» **YOUR OBJECTIVE**:
Look below for the line holding "self.stats.timeouts += 1;" and the line holding "backoff = next;". Repeat those two and everything between, exactly.

» **SOURCE MATERIAL**:
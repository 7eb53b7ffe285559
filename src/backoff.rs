//! 재전송 백오프 정책
//!
//! 타임아웃마다 시간 제한을 두 배로 늘리고, 시도 횟수가 상한에 도달하면 소진.
//! 값 타입이라 루프마다 새 상태를 돌려받는다.

use std::time::Duration;

use crate::Config;

/// 백오프 상태 (time_limit, attempts)
#[derive(Debug, Clone, Copy, PartialEq, Eq)]
pub struct Backoff {
    quantum: Duration,
    time_limit: Duration,
    attempts: u32,
    ceiling: u32,
}

impl Backoff {
    pub fn new(quantum: Duration, ceiling: u32) -> Self {
        Self {
            quantum,
            time_limit: quantum,
            attempts: 0,
            ceiling,
        }
    }

    /// 설정값으로 생성
    pub fn from_config(config: &Config) -> Self {
        Self::new(config.initial_time_limit(), config.max_attempts)
    }

    /// 현재 재전송 타임아웃
    pub fn time_limit(&self) -> Duration {
        self.time_limit
    }

    /// 연속 타임아웃 횟수
    pub fn attempts(&self) -> u32 {
        self.attempts
    }

    pub fn is_exhausted(&self) -> bool {
        self.attempts >= self.ceiling
    }

    /// 타임아웃 발생: 두 배로 늘린 상태 반환, 상한 도달 시 `None`
    pub fn escalate(self) -> Option<Self> {
        let next = Self {
            time_limit: self.time_limit.saturating_mul(2),
            attempts: self.attempts + 1,
            ..self
        };

        if next.is_exhausted() {
            None
        } else {
            Some(next)
        }
    }

    /// 진행이 관측되면 초기 상태로
    pub fn reset(self) -> Self {
        Self::new(self.quantum, self.ceiling)
    }
}
//! 로컬 포트 테이블
//!
//! 바인딩된 포트를 추적하는 외부 협력자. 연결 간에 공유되는 유일한 상태이므로
//! 모든 갱신은 잠금 아래에서 전부 적용되거나 전혀 적용되지 않는다.

use std::collections::BTreeSet;
use std::fs;
use std::io;
use std::ops::RangeInclusive;
use std::path::{Path, PathBuf};

use parking_lot::Mutex;
use rand::Rng;
use serde::{Deserialize, Serialize};
use tracing::debug;

use crate::{Error, Result};

/// 포트 테이블 인터페이스
pub trait PortTable: Send + Sync {
    /// 빈 임시 포트 하나를 예약하고 반환
    fn allocate(&self) -> Result<u16>;

    /// 지정 포트 예약
    fn reserve(&self, port: u16) -> Result<()>;

    /// 예약 해제
    fn release(&self, port: u16) -> Result<()>;

    /// 예약 여부
    fn is_bound(&self, port: u16) -> bool;
}

/// 범위 내 임의 지점부터 순회하며 빈 포트 탐색
fn pick_free_port(bound: &BTreeSet<u16>, range: &RangeInclusive<u16>) -> Option<u16> {
    let (start, end) = (*range.start() as u32, *range.end() as u32);
    if start > end {
        return None;
    }

    let span = end - start + 1;
    let offset = rand::thread_rng().gen_range(0..span);

    (0..span)
        .map(|i| (start + (offset + i) % span) as u16)
        .find(|port| !bound.contains(port))
}

/// 메모리 포트 테이블
pub struct MemoryPortTable {
    bound: Mutex<BTreeSet<u16>>,
    range: RangeInclusive<u16>,
}

impl MemoryPortTable {
    pub fn new(range: RangeInclusive<u16>) -> Self {
        Self {
            bound: Mutex::new(BTreeSet::new()),
            range,
        }
    }

    /// 바인딩된 포트 수
    pub fn len(&self) -> usize {
        self.bound.lock().len()
    }

    pub fn is_empty(&self) -> bool {
        self.bound.lock().is_empty()
    }
}

impl Default for MemoryPortTable {
    fn default() -> Self {
        Self::new(crate::Config::default().ephemeral_ports)
    }
}

impl PortTable for MemoryPortTable {
    fn allocate(&self) -> Result<u16> {
        let mut bound = self.bound.lock();
        let port = pick_free_port(&bound, &self.range).ok_or(Error::NoPortAvailable)?;
        bound.insert(port);
        Ok(port)
    }

    fn reserve(&self, port: u16) -> Result<()> {
        if self.bound.lock().insert(port) {
            Ok(())
        } else {
            Err(Error::PortOccupied { port })
        }
    }

    fn release(&self, port: u16) -> Result<()> {
        if self.bound.lock().remove(&port) {
            Ok(())
        } else {
            Err(Error::PortNotBound { port })
        }
    }

    fn is_bound(&self, port: u16) -> bool {
        self.bound.lock().contains(&port)
    }
}

/// 포트 테이블 파일 레코드
#[derive(Debug, Default, Serialize, Deserialize)]
struct PortFile {
    bound: BTreeSet<u16>,
}

/// 파일 기반 영속 포트 테이블
///
/// 프로세스가 재시작되어도 바인딩 정보가 유지된다.
/// 매 연산마다 파일을 다시 읽고, 임시 파일 + rename으로 원자적으로 기록.
pub struct FilePortTable {
    path: PathBuf,
    range: RangeInclusive<u16>,
    lock: Mutex<()>,
}

impl FilePortTable {
    pub fn open(path: impl AsRef<Path>, range: RangeInclusive<u16>) -> Result<Self> {
        let table = Self {
            path: path.as_ref().to_path_buf(),
            range,
            lock: Mutex::new(()),
        };
        // 손상된 파일은 여기서 드러나도록
        table.load()?;
        Ok(table)
    }

    fn load(&self) -> Result<BTreeSet<u16>> {
        match fs::read(&self.path) {
            Ok(bytes) => Ok(bincode::deserialize::<PortFile>(&bytes)?.bound),
            Err(e) if e.kind() == io::ErrorKind::NotFound => Ok(BTreeSet::new()),
            Err(e) => Err(e.into()),
        }
    }

    fn store(&self, bound: BTreeSet<u16>) -> Result<()> {
        let bytes = bincode::serialize(&PortFile { bound })?;
        let tmp = self.path.with_extension("tmp");
        fs::write(&tmp, bytes)?;
        fs::rename(&tmp, &self.path)?;
        Ok(())
    }

    /// 잠금 아래에서 load -> 변경 -> store
    fn update<T>(&self, change: impl FnOnce(&mut BTreeSet<u16>) -> Result<T>) -> Result<T> {
        let _guard = self.lock.lock();
        let mut bound = self.load()?;
        let value = change(&mut bound)?;
        self.store(bound)?;
        Ok(value)
    }
}

impl PortTable for FilePortTable {
    fn allocate(&self) -> Result<u16> {
        let port = self.update(|bound| {
            let port = pick_free_port(bound, &self.range).ok_or(Error::NoPortAvailable)?;
            bound.insert(port);
            Ok(port)
        })?;
        debug!("포트 할당: {} ({:?})", port, self.path);
        Ok(port)
    }

    fn reserve(&self, port: u16) -> Result<()> {
        self.update(|bound| {
            if bound.insert(port) {
                Ok(())
            } else {
                Err(Error::PortOccupied { port })
            }
        })
    }

    fn release(&self, port: u16) -> Result<()> {
        self.update(|bound| {
            if bound.remove(&port) {
                Ok(())
            } else {
                Err(Error::PortNotBound { port })
            }
        })
    }

    fn is_bound(&self, port: u16) -> bool {
        let _guard = self.lock.lock();
        self.load().map(|bound| bound.contains(&port)).unwrap_or(false)
    }
}

#[cfg(test)]
mod tests {
    use super::*;

    #[test]
    fn test_reserve_and_release() {
        let table = MemoryPortTable::default();

        table.reserve(80).unwrap();
        assert!(table.is_bound(80));
        assert!(matches!(table.reserve(80), Err(Error::PortOccupied { port: 80 })));

        table.release(80).unwrap();
        assert!(!table.is_bound(80));
        assert!(matches!(table.release(80), Err(Error::PortNotBound { port: 80 })));
    }

    #[test]
    fn test_allocate_stays_in_range_and_exhausts() {
        let table = MemoryPortTable::new(5000..=5003);
        let mut ports: Vec<u16> = (0..4).map(|_| table.allocate().unwrap()).collect();
        ports.sort_unstable();

        assert_eq!(ports, vec![5000, 5001, 5002, 5003]);
        assert!(matches!(table.allocate(), Err(Error::NoPortAvailable)));

        table.release(5002).unwrap();
        assert_eq!(table.allocate().unwrap(), 5002);
    }

    #[test]
    fn test_allocate_skips_reserved() {
        let table = MemoryPortTable::new(6000..=6001);
        table.reserve(6000).unwrap();
        assert_eq!(table.allocate().unwrap(), 6001);
    }

    #[test]
    fn test_file_table_persists() {
        let dir = tempfile::tempdir().unwrap();
        let path = dir.path().join("ports.bin");

        {
            let table = FilePortTable::open(&path, 7000..=7010).unwrap();
            table.reserve(80).unwrap();
            let port = table.allocate().unwrap();
            assert!((7000..=7010).contains(&port));
        }

        let table = FilePortTable::open(&path, 7000..=7010).unwrap();
        assert!(table.is_bound(80));
        assert!(matches!(table.reserve(80), Err(Error::PortOccupied { port: 80 })));

        table.release(80).unwrap();
        assert!(matches!(table.release(80), Err(Error::PortNotBound { port: 80 })));
    }

    #[test]
    fn test_file_table_failed_update_leaves_file_untouched() {
        let dir = tempfile::tempdir().unwrap();
        let path = dir.path().join("ports.bin");
        let table = FilePortTable::open(&path, 7000..=7000).unwrap();

        assert_eq!(table.allocate().unwrap(), 7000);
        assert!(matches!(table.allocate(), Err(Error::NoPortAvailable)));

        let reopened = FilePortTable::open(&path, 7000..=7000).unwrap();
        assert!(reopened.is_bound(7000));
    }

    #[test]
    fn test_corrupt_file_reported() {
        let dir = tempfile::tempdir().unwrap();
        let path = dir.path().join("ports.bin");
        fs::write(&path, [0xFF; 3]).unwrap();

        assert!(matches!(
            FilePortTable::open(&path, 7000..=7010),
            Err(Error::Persistence(_))
        ));
    }
}
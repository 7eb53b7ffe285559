//! 연결 상태
//!
//! ```text
//!  CLOSED ──listen──▶ LISTENING ──SYN 수신──▶ (새 연결) SYN_RECEIVED ──ACK──▶ ESTABLISHED
//!  CLOSED ──dial────▶ SYN_SENT ──SYN-ACK──▶ ESTABLISHED
//!  * ──close──▶ CLOSED
//! ```
//! 리스너는 SYN을 받아도 LISTENING을 유지하고, 핸드쉐이크는 새 포트의 새 연결이 진행한다.

use std::fmt;

#[derive(Debug, Clone, Copy, PartialEq, Eq)]
pub enum ConnectionState {
    Closed,
    Listening,
    /// SYN 전송, SYN-ACK 대기
    SynSent,
    /// SYN-ACK 전송, ACK 대기
    SynReceived,
    Established,
}

impl ConnectionState {
    /// 데이터 송수신 가능 여부
    pub fn is_established(self) -> bool {
        self == Self::Established
    }
}

impl fmt::Display for ConnectionState {
    fn fmt(&self, f: &mut fmt::Formatter<'_>) -> fmt::Result {
        let name = match self {
            Self::Closed => "CLOSED",
            Self::Listening => "LISTENING",
            Self::SynSent => "SYN_SENT",
            Self::SynReceived => "SYN_RECEIVED",
            Self::Established => "ESTABLISHED",
        };
        f.write_str(name)
    }
}
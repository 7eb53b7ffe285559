//! 에러 타입 정의

use std::net::SocketAddrV4;

use thiserror::Error;

/// rawstream 에러 타입
#[derive(Error, Debug)]
pub enum Error {
    #[error("IO 에러: {0}")]
    Io(#[from] std::io::Error),

    #[error("포트 테이블 저장 에러: {0}")]
    Persistence(#[from] bincode::Error),

    #[error("연결 수립 실패: {addr}")]
    DialFailed { addr: SocketAddrV4 },

    #[error("사용 가능한 포트 없음")]
    NoPortAvailable,

    #[error("포트 {port} 이미 사용 중")]
    PortOccupied { port: u16 },

    #[error("포트 {port} 바인딩되지 않음")]
    PortNotBound { port: u16 },

    #[error("유효하지 않은 주소: {0}")]
    InvalidAddress(String),

    #[error("유효하지 않은 설정: {0}")]
    InvalidConfig(String),

    #[error("LISTENING 상태가 아님")]
    NotListening,

    #[error("연결되지 않음")]
    NotConnected,
}

/// Result 타입 별칭
pub type Result<T> = std::result::Result<T, Error>;
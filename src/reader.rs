//! 순서 보장 수신
//!
//! 기대 위치와 같은 세그먼트만 버퍼에 붙이고 누적 ACK를 보낸다.
//! 앞선 세그먼트(구멍)는 RST+ACK로 재동기화를 요청하고, 뒤처진 세그먼트는 ACK만 다시 보낸다.

use std::net::SocketAddrV4;
use std::time::Instant;

use bytes::Bytes;
use tracing::{debug, warn};

use crate::backoff::Backoff;
use crate::packet::flags;
use crate::socket::Network;
use crate::{Connection, Result};

/// 읽기가 끝날 때 ACK를 보내는 횟수
const ENDING_ACKS: usize = 3;

impl<N: Network> Connection<N> {
    /// 최대 `length` 바이트 수신
    ///
    /// 버퍼가 `length`에 도달하거나 FIN을 보면 멈춘다. 짧은 결과는 스트림 끝 또는
    /// 백오프 소진을 뜻하며 에러가 아니다. 남은 바이트는 다음 호출을 위해 보관.
    pub async fn recv(&mut self, length: usize) -> Result<Bytes> {
        let peer = self.require_established()?;
        if self.recv_buffer.len() >= length {
            return Ok(self.take_buffered(length));
        }

        let poll = self.config().poll_interval();
        let mut backoff = Backoff::from_config(self.config());
        let mut task = self.session_receiver(peer);
        let start = self.ack;
        let mut timer = Instant::now();

        'read: loop {
            let packets = task.drain_within(poll).await;
            if !packets.is_empty() {
                timer = Instant::now();
            }

            for packet in packets {
                if packet.has(flags::SYN) {
                    self.answer_stray_syn(&packet).await?;
                    continue;
                }
                if packet.has(flags::ACK) {
                    continue;
                }

                let fin = packet.has(flags::FIN);
                // 직렬 번호 비교: 0 순서대로, 양수 구멍, 음수 중복
                let delta = packet.seq.wrapping_sub(self.ack) as i32;

                if packet.payload.is_empty() {
                    if !fin {
                        continue;
                    }
                    if delta < 0 {
                        // 이미 받은 빈 FIN의 재전송
                        self.send_ack(peer, flags::ACK, 1).await?;
                        continue;
                    }
                    if delta == 0 {
                        self.ack = self.ack.wrapping_add(1);
                        self.send_ack(peer, flags::ACK, ENDING_ACKS).await?;
                    }
                    debug!("FIN 수신: 스트림 종료 ({})", packet.source);
                    break 'read;
                }

                if delta > 0 {
                    let discarded = task.clear();
                    debug!(
                        "구멍 감지: seq {} (기대 {}), 대기 패킷 {}개 폐기",
                        packet.seq, self.ack, discarded
                    );
                    self.stats.resets_sent += 1;
                    self.send_ack(peer, flags::RST | flags::ACK, 1).await?;
                    continue 'read;
                }

                let behind = delta.unsigned_abs() as usize;
                if behind >= packet.payload.len() {
                    self.stats.duplicate_segments += 1;
                    self.send_ack(peer, flags::ACK, 1).await?;
                    continue;
                }

                // 기대 위치와 겹치면 새 꼬리만
                let fresh = packet.payload.slice(behind..);
                self.recv_buffer.extend_from_slice(&fresh);
                self.ack = self.ack.wrapping_add(fresh.len() as u32);
                self.stats.bytes_received += fresh.len() as u64;
                backoff = backoff.reset();

                let ending = fin || self.recv_buffer.len() >= length;
                let times = if ending { ENDING_ACKS } else { 1 };
                self.send_ack(peer, flags::ACK, times).await?;
                if ending {
                    break 'read;
                }
            }

            if timer.elapsed() > backoff.time_limit() {
                self.stats.timeouts += 1;
                let Some(next) = backoff.escalate() else {
                    warn!("수신 만료: {} bytes 버퍼", self.recv_buffer.len());
                    break 'read;
                };
                backoff = next;
                debug!("ACK 재전송: {} (제한 {:?})", self.ack, backoff.time_limit());
                self.send_ack(peer, flags::ACK, 1).await?;
                timer = Instant::now();
            }
        }

        task.stop().await;
        self.backoff = backoff;

        debug!(
            "recv 종료: {} bytes 수신, 버퍼 {} bytes",
            self.ack.wrapping_sub(start),
            self.recv_buffer.len()
        );
        Ok(self.take_buffered(length))
    }

    /// 현재 수신 확인 위치로 ACK (또는 RST+ACK) 전송
    async fn send_ack(&mut self, peer: SocketAddrV4, ack_flags: u8, times: usize) -> Result<()> {
        let packet = self.segment(peer, self.seq, self.ack, ack_flags, Bytes::new());
        for _ in 0..times {
            self.transmit(&packet).await?;
            self.stats.acks_sent += 1;
        }
        Ok(())
    }
}
//! 수신 태스크
//!
//! - 소켓을 짧은 타임아웃으로 반복해서 읽음
//! - 디코딩 + 포트 필터를 통과한 패킷만 큐에 적재
//! - 포그라운드 루프는 큐를 비차단으로 비움
//!
//! 연결 하나의 연산(핸드쉐이크, send, recv) 동안만 살아 있다.

use std::sync::atomic::{AtomicBool, Ordering};
use std::sync::Arc;
use std::time::Duration;

use tokio::sync::mpsc;
use tokio::task::JoinHandle;
use tracing::{trace, warn};

use crate::packet::{Packet, PacketFilter};
use crate::socket::RawSocket;
use crate::MAX_PACKET_SIZE;

/// 백그라운드 수신 태스크 핸들
pub struct ReceiverTask {
    running: Arc<AtomicBool>,
    queue: mpsc::UnboundedReceiver<Packet>,
    handle: Option<JoinHandle<()>>,
}

impl ReceiverTask {
    /// 수신 태스크 시작
    pub fn spawn<S: RawSocket>(socket: Arc<S>, filter: PacketFilter, read_timeout: Duration) -> Self {
        let (tx, queue) = mpsc::unbounded_channel();
        let running = Arc::new(AtomicBool::new(true));
        let running_recv = running.clone();

        let handle = tokio::spawn(async move {
            let mut buf = vec![0u8; MAX_PACKET_SIZE];

            while running_recv.load(Ordering::SeqCst) {
                match tokio::time::timeout(read_timeout, socket.recv_from(&mut buf)).await {
                    Ok(Ok((len, _source))) => {
                        let Some(packet) = Packet::decode(&buf[..len], &filter) else {
                            continue;
                        };
                        trace!(
                            "수신: {} -> {} seq={} ack={} flags={:#04x} len={}",
                            packet.source,
                            packet.destination,
                            packet.seq,
                            packet.ack,
                            packet.flags,
                            packet.payload.len()
                        );
                        if tx.send(packet).is_err() {
                            break;
                        }
                    }
                    Ok(Err(e)) => {
                        warn!("수신 에러: {}", e);
                        tokio::time::sleep(read_timeout).await;
                    }
                    Err(_) => {
                        // 타임아웃, 계속
                    }
                }
            }
        });

        Self {
            running,
            queue,
            handle: Some(handle),
        }
    }

    /// 큐에서 하나 꺼냄 (비차단)
    pub fn try_next(&mut self) -> Option<Packet> {
        self.queue.try_recv().ok()
    }

    /// 최대 `wait`까지 기다려 하나 꺼냄
    pub async fn next_within(&mut self, wait: Duration) -> Option<Packet> {
        tokio::time::timeout(wait, self.queue.recv()).await.ok().flatten()
    }

    /// 첫 패킷을 최대 `wait`까지 기다린 뒤 큐에 쌓인 나머지를 모두 꺼냄
    pub async fn drain_within(&mut self, wait: Duration) -> Vec<Packet> {
        let mut packets = Vec::new();
        if let Some(first) = self.next_within(wait).await {
            packets.push(first);
            while let Some(packet) = self.try_next() {
                packets.push(packet);
            }
        }
        packets
    }

    /// 큐 비우기. 버린 패킷 수 반환
    pub fn clear(&mut self) -> usize {
        let mut discarded = 0;
        while self.try_next().is_some() {
            discarded += 1;
        }
        discarded
    }

    /// 정지 신호 후 태스크 종료 대기
    pub async fn stop(mut self) {
        self.running.store(false, Ordering::SeqCst);
        if let Some(handle) = self.handle.take() {
            let _ = handle.await;
        }
    }

    pub fn is_running(&self) -> bool {
        self.running.load(Ordering::SeqCst)
    }
}

impl Drop for ReceiverTask {
    /// 연산이 중단된 경우에도 다음 읽기 타임아웃에 태스크가 끝나도록
    fn drop(&mut self) {
        self.running.store(false, Ordering::SeqCst);
    }
}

» **RESPONSE TO THE EXERCISE**:
                self.stats.timeouts += 1;
                let Some(next) = backoff.escalate() else {
                    warn!("수신 만료: {} bytes 버퍼", self.recv_buffer.len());
                    break 'read;
                };
                backoff = next;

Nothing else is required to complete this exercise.